§ **Material for this exercise**:
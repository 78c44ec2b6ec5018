//! Asset fetching
//!
//! Turns one variation prompt into asset bytes. Static kinds are a single
//! image request; motion kinds submit a video job and poll it to completion.

use crate::asset::{AssetContent, AssetKind};
use crate::background::strip_white_background;
use crate::credentials::CredentialBroker;
use crate::provider::{GenerationService, JobPollResult, VideoJob};
use crate::retry::{with_retry, RetryPolicy, Sleeper};
use crate::templates::apply_template;
use atelier_core::{AtelierError, Result};
use std::time::Duration;

/// Aspect ratio requested for every static image
pub const STATIC_ASPECT_RATIO: &str = "1:1";

const DEFAULT_POLL_INTERVAL_SECS: u64 = 15;
const DEFAULT_MAX_POLL_ATTEMPTS: u32 = 240;

/// How video jobs are polled
#[derive(Debug, Clone, Copy, PartialEq, Eq)]
pub struct PollPolicy {
    pub interval: Duration,
    pub max_attempts: u32,
}

impl Default for PollPolicy {
    fn default() -> Self {
        Self {
            interval: Duration::from_secs(DEFAULT_POLL_INTERVAL_SECS),
            max_attempts: DEFAULT_MAX_POLL_ATTEMPTS,
        }
    }
}

/// Fetches single assets from a generation service
pub struct AssetFetcher<'a> {
    service: &'a dyn GenerationService,
    credentials: &'a dyn CredentialBroker,
    sleeper: &'a dyn Sleeper,
    retry: RetryPolicy,
    poll: PollPolicy,
}

impl<'a> AssetFetcher<'a> {
    pub fn new(
        service: &'a dyn GenerationService,
        credentials: &'a dyn CredentialBroker,
        sleeper: &'a dyn Sleeper,
    ) -> Self {
        Self {
            service,
            credentials,
            sleeper,
            retry: RetryPolicy::default(),
            poll: PollPolicy::default(),
        }
    }

    pub fn with_retry_policy(mut self, retry: RetryPolicy) -> Self {
        self.retry = retry;
        self
    }

    pub fn with_poll_policy(mut self, poll: PollPolicy) -> Self {
        self.poll = poll;
        self
    }

    /// Fetch one asset for `prompt`, post-processed for `kind`.
    ///
    /// The whole fetch runs under the retry policy.
    pub fn fetch(&self, prompt: &str, kind: AssetKind) -> Result<AssetContent> {
        let full_prompt = apply_template(kind, prompt);
        tracing::debug!(%kind, prompt = %full_prompt, "fetching asset");

        if kind.is_motion() {
            self.ensure_credential()?;
            return with_retry(&self.retry, self.sleeper, "fetch_video", || {
                self.fetch_video(&full_prompt)
            });
        }

        let image = with_retry(&self.retry, self.sleeper, "fetch_image", || {
            self.fetch_image(&full_prompt)
        })?;

        if kind.strips_background() {
            Ok(strip_white_background(&image))
        } else {
            Ok(image)
        }
    }

    fn ensure_credential(&self) -> Result<()> {
        if self.credentials.has_credential() {
            return Ok(());
        }

        tracing::info!("motion generation needs a credential, opening selection");
        if let Err(e) = self.credentials.prompt_selection() {
            tracing::warn!(error = %e, "credential selection failed");
        }

        if self.credentials.has_credential() {
            Ok(())
        } else {
            Err(AtelierError::CredentialRequired(
                "Motion generation requires a selected API key".to_string(),
            ))
        }
    }

    fn fetch_image(&self, prompt: &str) -> Result<AssetContent> {
        let images = self.service.generate_images(prompt, STATIC_ASPECT_RATIO)?;
        images.into_iter().next().ok_or_else(|| {
            AtelierError::NoOutputProduced(format!(
                "{} returned no image payload for prompt '{}'",
                self.service.name(),
                prompt
            ))
        })
    }

    fn fetch_video(&self, prompt: &str) -> Result<AssetContent> {
        let job = self.service.submit_video(prompt)?;
        tracing::info!(job = %job.remote_id, "video job submitted");
        let download_url = self.wait_for_video(&job)?;
        self.service.download_video(&download_url)
    }

    fn wait_for_video(&self, job: &VideoJob) -> Result<String> {
        for attempt in 1..=self.poll.max_attempts {
            self.sleeper.sleep(self.poll.interval);

            let status = with_retry(&self.retry, self.sleeper, "poll_video", || {
                self.service.poll_video(job)
            })?;

            match status {
                JobPollResult::Processing => {
                    tracing::debug!(job = %job.remote_id, attempt, "video job still processing");
                }
                JobPollResult::Complete {
                    download_url: Some(url),
                } => return Ok(url),
                JobPollResult::Complete { download_url: None } => {
                    return Err(AtelierError::NoOutputProduced(format!(
                        "Video job {} finished without a video",
                        job.remote_id
                    )));
                }
                JobPollResult::Failed(msg) => {
                    return Err(AtelierError::NoOutputProduced(format!(
                        "Video job {} failed: {}",
                        job.remote_id, msg
                    )));
                }
            }
        }

        Err(AtelierError::NoOutputProduced(format!(
            "Video job {} did not finish after {} polls",
            job.remote_id, self.poll.max_attempts
        )))
    }
}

§ **Task statement**: Go through the entries above and reproduce each one exactly.

§ **Written solution**:
repository 78c44ec2b6ec5018
//! Asset fetching
//!
//! Turns one variation prompt into asset bytes. Static kinds are a single
//! image request; motion kinds submit a video job and poll it to completion.

use crate::asset::{AssetContent, AssetKind};
use crate::background::strip_white_background;
use crate::credentials::CredentialBroker;
use crate::provider::{GenerationService, JobPollResult, VideoJob};
use crate::retry::{with_retry, RetryPolicy, Sleeper};
use crate::templates::apply_template;
use atelier_core::{AtelierError, Result};
use std::time::Duration;

/// Aspect ratio requested for every static image
pub const STATIC_ASPECT_RATIO: &str = "1:1";

const DEFAULT_POLL_INTERVAL_SECS: u64 = 15;
const DEFAULT_MAX_POLL_ATTEMPTS: u32 = 240;

/// How video jobs are polled
#[derive(Debug, Clone, Copy, PartialEq, Eq)]
pub struct PollPolicy {
    pub interval: Duration,
    pub max_attempts: u32,
}

impl Default for PollPolicy {
    fn default() -> Self {
        Self {
            interval: Duration::from_secs(DEFAULT_POLL_INTERVAL_SECS),
            max_attempts: DEFAULT_MAX_POLL_ATTEMPTS,
        }
    }
}

/// Fetches single assets from a generation service
pub struct AssetFetcher<'a> {
    service: &'a dyn GenerationService,
    credentials: &'a dyn CredentialBroker,
    sleeper: &'a dyn Sleeper,
    retry: RetryPolicy,
    poll: PollPolicy,
}

impl<'a> AssetFetcher<'a> {
    pub fn new(
        service: &'a dyn GenerationService,
        credentials: &'a dyn CredentialBroker,
        sleeper: &'a dyn Sleeper,
    ) -> Self {
        Self {
            service,
            credentials,
            sleeper,
            retry: RetryPolicy::default(),
            poll: PollPolicy::default(),
        }
    }

    pub fn with_retry_policy(mut self, retry: RetryPolicy) -> Self {
        self.retry = retry;
        self
    }

    pub fn with_poll_policy(mut self, poll: PollPolicy) -> Self {
        self.poll = poll;
        self
    }

    /// Fetch one asset for `prompt`, post-processed for `kind`.
    ///
    /// The whole fetch runs under the retry policy.
    pub fn fetch(&self, prompt: &str, kind: AssetKind) -> Result<AssetContent> {
        let full_prompt = apply_template(kind, prompt);
        tracing::debug!(%kind, prompt = %full_prompt, "fetching asset");

        if kind.is_motion() {
            self.ensure_credential()?;
            return with_retry(&self.retry, self.sleeper, "fetch_video", || {
                self.fetch_video(&full_prompt)
            });
        }

        let image = with_retry(&self.retry, self.sleeper, "fetch_image", || {
            self.fetch_image(&full_prompt)
        })?;

        if kind.strips_background() {
            Ok(strip_white_background(&image))
        } else {
            Ok(image)
        }
    }

    fn ensure_credential(&self) -> Result<()> {
        if self.credentials.has_credential() {
            return Ok(());
        }

        tracing::info!("motion generation needs a credential, opening selection");
        if let Err(e) = self.credentials.prompt_selection() {
            tracing::warn!(error = %e, "credential selection failed");
        }

        if self.credentials.has_credential() {
            Ok(())
        } else {
            Err(AtelierError::CredentialRequired(
                "Motion generation requires a selected API key".to_string(),
            ))
        }
    }

    fn fetch_image(&self, prompt: &str) -> Result<AssetContent> {
        let images = self.service.generate_images(prompt, STATIC_ASPECT_RATIO)?;
        images.into_iter().next().ok_or_else(|| {
            AtelierError::NoOutputProduced(format!(
                "{} returned no image payload for prompt '{}'",
                self.service.name(),
                prompt
            ))
        })
    }

    fn fetch_video(&self, prompt: &str) -> Result<AssetContent> {
        let job = self.service.submit_video(prompt)?;
        tracing::info!(job = %job.remote_id, "video job submitted");
        let download_url = self.wait_for_video(&job)?;
        self.service.download_video(&download_url)
    }

    fn wait_for_video(&self, job: &VideoJob) -> Result<String> {
        for attempt in 1..=self.poll.max_attempts {
            self.sleeper.sleep(self.poll.interval);

            let status = with_retry(&self.retry, self.sleeper, "poll_video", || {
                self.service.poll_video(job)
            })?;

            match status {
                JobPollResult::Processing => {
                    tracing::debug!(job = %job.remote_id, attempt, "video job still processing");
                }
                JobPollResult::Complete {
                    download_url: Some(url),
                } => return Ok(url),
                JobPollResult::Complete { download_url: None } => {
                    return Err(AtelierError::NoOutputProduced(format!(
                        "Video job {} finished without a video",
                        job.remote_id
                    )));
                }
                JobPollResult::Failed(msg) => {
                    return Err(AtelierError::NoOutputProduced(format!(
                        "Video job {} failed: {}",
                        job.remote_id, msg
                    )));
                }
            }
        }

        Err(AtelierError::NoOutputProduced(format!(
            "Video job {} did not finish after {} polls",
            job.remote_id, self.poll.max_attempts
        )))
    }
}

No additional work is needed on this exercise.